In Ramallah, in the West Bank, outbreaks of fighting occurred with Palestinian police trying and failing to hold back crowds. The fighting included the deployment and use of tanks and helicopters by the Israeli side.

=== 27 September ===
Clashes intensified even further on Friday 27 September. On the morning of the 27th, a large group of riot police was stationed near the Temple Mount compound. Following noon prayers, a group of Palestinian youths started throwing rocks towards a group of police. Police responded by storming the Haram al-Sharif compound, utilising tear gas, rubber bullets, and (as claimed by the Palestinians) live ammunition. Whilst the police claimed their officers had come under "massive stone throwing", both witnesses and reporters present at the scene claimed only a few rocks were thrown before police stormed the compound.

The actions of Palestinian police notably changed on Friday.
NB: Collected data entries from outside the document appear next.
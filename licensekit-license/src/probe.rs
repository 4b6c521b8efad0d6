//! Capability probes supplied by a binary-protection engine.
//!
//! Licensing never calls these. They are exposed so that a caller can
//! combine them with a verdict as it sees fit. Without a protection engine
//! every probe reports an unprotected, untampered process.

/// Environment checks a protection engine can answer.
pub trait ProtectionProbe: Send + Sync {
    /// Returns true if the binary is running under the protection engine.
    fn is_protected(&self) -> bool;

    /// Returns true if a debugger is attached. `check_kernel_mode` asks the
    /// engine to also look for kernel-mode debuggers.
    fn is_debugger_present(&self, check_kernel_mode: bool) -> bool;

    /// Returns true if the process runs inside a virtual machine.
    fn is_virtual_machine_present(&self) -> bool;

    /// Returns true if the executable image passes its integrity check.
    fn is_valid_image_crc(&self) -> bool;

    /// Decrypts a string literal protected by the engine.
    fn decrypt_string<'a>(&self, value: &'a str) -> std::borrow::Cow<'a, str>;
}

/// Probe results for a binary that is not protected.
#[derive(Debug, Clone, Copy, Default)]
pub struct Unprotected;

impl ProtectionProbe for Unprotected {
    fn is_protected(&self) -> bool {
        false
    }

    fn is_debugger_present(&self, _check_kernel_mode: bool) -> bool {
        false
    }

    fn is_virtual_machine_present(&self) -> bool {
        false
    }

    fn is_valid_image_crc(&self) -> bool {
        true
    }

    fn decrypt_string<'a>(&self, value: &'a str) -> std::borrow::Cow<'a, str> {
        std::borrow::Cow::Borrowed(value)
    }
}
Whereas the previous day had witnessed direct conflicts between Palestinian police and Israeli forces from this point onward Palestinian forces were focused on attempting to hold back crowds (although often unsuccessfully). On the morning of the 26th, according to Palestinian sources, President Arafat had issued commands to forces to try and stop attacks against Israelis.
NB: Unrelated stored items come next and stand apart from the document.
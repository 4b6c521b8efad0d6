//! Activation over HTTP.

use crate::activation::{
    is_valid_code, parse_activation_reply, parse_deactivation_reply, serial_hash,
    ActivationSettings,
};
use crate::error::{ActivationError, ActivationResult};
use crate::serial::normalize;
use base64::{engine::general_purpose::STANDARD as BASE64, Engine};
use reqwest::Client;
use tracing::{debug, info, warn};

/// Talks to the activation server configured in [`ActivationSettings`].
///
/// Every request is bounded by the settings' timeout; a timeout or any
/// other transport failure surfaces as [`ActivationError::NoConnection`].
#[derive(Debug, Clone)]
pub struct OnlineActivation {
    settings: ActivationSettings,
    hwid: String,
    client: Client,
}

impl OnlineActivation {
    /// Creates a client that identifies this machine as `hwid`.
    ///
    /// # Errors
    ///
    /// Returns [`ActivationError::NotAvailable`] if no server is configured
    /// or the HTTP client cannot be built.
    pub fn new(settings: ActivationSettings, hwid: impl Into<String>) -> ActivationResult<Self> {
        if settings.server_url.is_none() {
            return Err(ActivationError::NotAvailable);
        }
        let client = Client::builder()
            .timeout(settings.timeout())
            .build()
            .map_err(|e| {
                warn!("failed to create HTTP client: {e}");
                ActivationError::NotAvailable
            })?;

        Ok(Self {
            settings,
            hwid: hwid.into(),
            client,
        })
    }

    /// Trades `code` for a serial number.
    ///
    /// # Errors
    ///
    /// Returns the outcome reported by the server, `BadCode` for a
    /// malformed code, or `NoConnection` if the server is unreachable.
    pub async fn activate(&self, code: &str) -> ActivationResult<String> {
        if !is_valid_code(code) {
            return Err(ActivationError::BadCode);
        }
        let url = self.settings.endpoint("activation.php")?;
        let hwid = BASE64.encode(self.hwid.as_bytes());
        let hash = self.settings.product_hash();

        let body = self
            .get(&url, &[("code", code), ("hwid", hwid.as_str()), ("hash", hash.as_str())])
            .await?;
        let serial = parse_activation_reply(&body)?;
        info!("license activated online");
        Ok(serial)
    }

    /// Releases `serial` on the server.
    ///
    /// # Errors
    ///
    /// Returns the outcome reported by the server, `BadCode` for an empty
    /// serial, or `NoConnection` if the server is unreachable.
    pub async fn deactivate(&self, serial: &str) -> ActivationResult<()> {
        if normalize(serial).is_empty() {
            return Err(ActivationError::BadCode);
        }
        let url = self.settings.endpoint("deactivation.php")?;
        let hash = serial_hash(serial);

        let body = self.get(&url, &[("hash", hash.as_str())]).await?;
        parse_deactivation_reply(&body)?;
        info!("license deactivated online");
        Ok(())
    }

    async fn get(&self, url: &str, query: &[(&str, &str)]) -> ActivationResult<String> {
        debug!(url, "sending activation request");
        let response = self
            .client
            .get(url)
            .query(query)
            .send()
            .await
            .map_err(|e| {
                warn!("activation server unreachable: {e}");
                ActivationError::NoConnection
            })?;

        let status = response.status();
        if !status.is_success() {
            warn!(%status, "activation server returned an error status");
            return Err(ActivationError::BadReply);
        }

        response.text().await.map_err(|e| {
            warn!("failed to read activation reply: {e}");
            ActivationError::NoConnection
        })
    }
}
Violence broke out across towns and cities in the West Bank, and Palestinian demonstrators clashed with Palestinian police. In Bethlehem, Palestinian police formed a wall to prevent a crowd from reaching the site of Racheal’s Tomb. In Jenin and Ramallah, similar clashes occurred with police attempting to prevent crowds from reaching Israeli checkpoints and roadblocks. In Jericho, Palestinian police failed to contain the crowds who marched on a checkpoint clashing with Israeli police resulting in three Palestinians being shot dead. In Tulkarm, a group attacked a border police post which resulted in the deaths of 2 Israelis and 1 Palestinian. Police responded to this attack by firing on the group from helicopters.

In Rafah, a town on the southern border of the Gaza strip, a group of Palestinians following noon prayers marched on a border post. The resulting violence left at least one Israeli officer dead and the withdrawal of Israeli forces from the position. Subsequently, a Palestinian flag was raised at the post and a hole was cut in the fence where Palestinians reportedly greeted Egyptians on the other side.

== United Nations Response ==
The UN Security Council met at 11 am on the 27th to discuss the events. The US, whilst in attendance, was publicly resistant to the meeting claiming it would serve little purpose. State Department spokesman Nicholas Burns said of the meeting that "the United States does not believe that endless rhetoric and endless debate thousands of miles away from this conflict are really going to do the trick".

US President Bill Clinton called on Prime Minister Netanyahu to make a concession to the Palestinian side such as resealing the entrance, as President Arafat was unwilling to commit to any summit meetings without such a gesture. In response, Netanyahu stated that he "did not regret that we opened the Western Wall Tunnel, which has no effect on the Temple Mount, and expresses our sovereignty over Jerusalem,".

The following day the UN security council met again to pass a resolution on the matter, the US abstained from the vote in a relatively rare occurrence. The Council adopted United Nations Security Council Resolution 1073 by 14 votes to 0 with the US abstention, which called for Israel to seek "the immediate cessation and reversal of all acts which have resulted in the aggravation of the situation."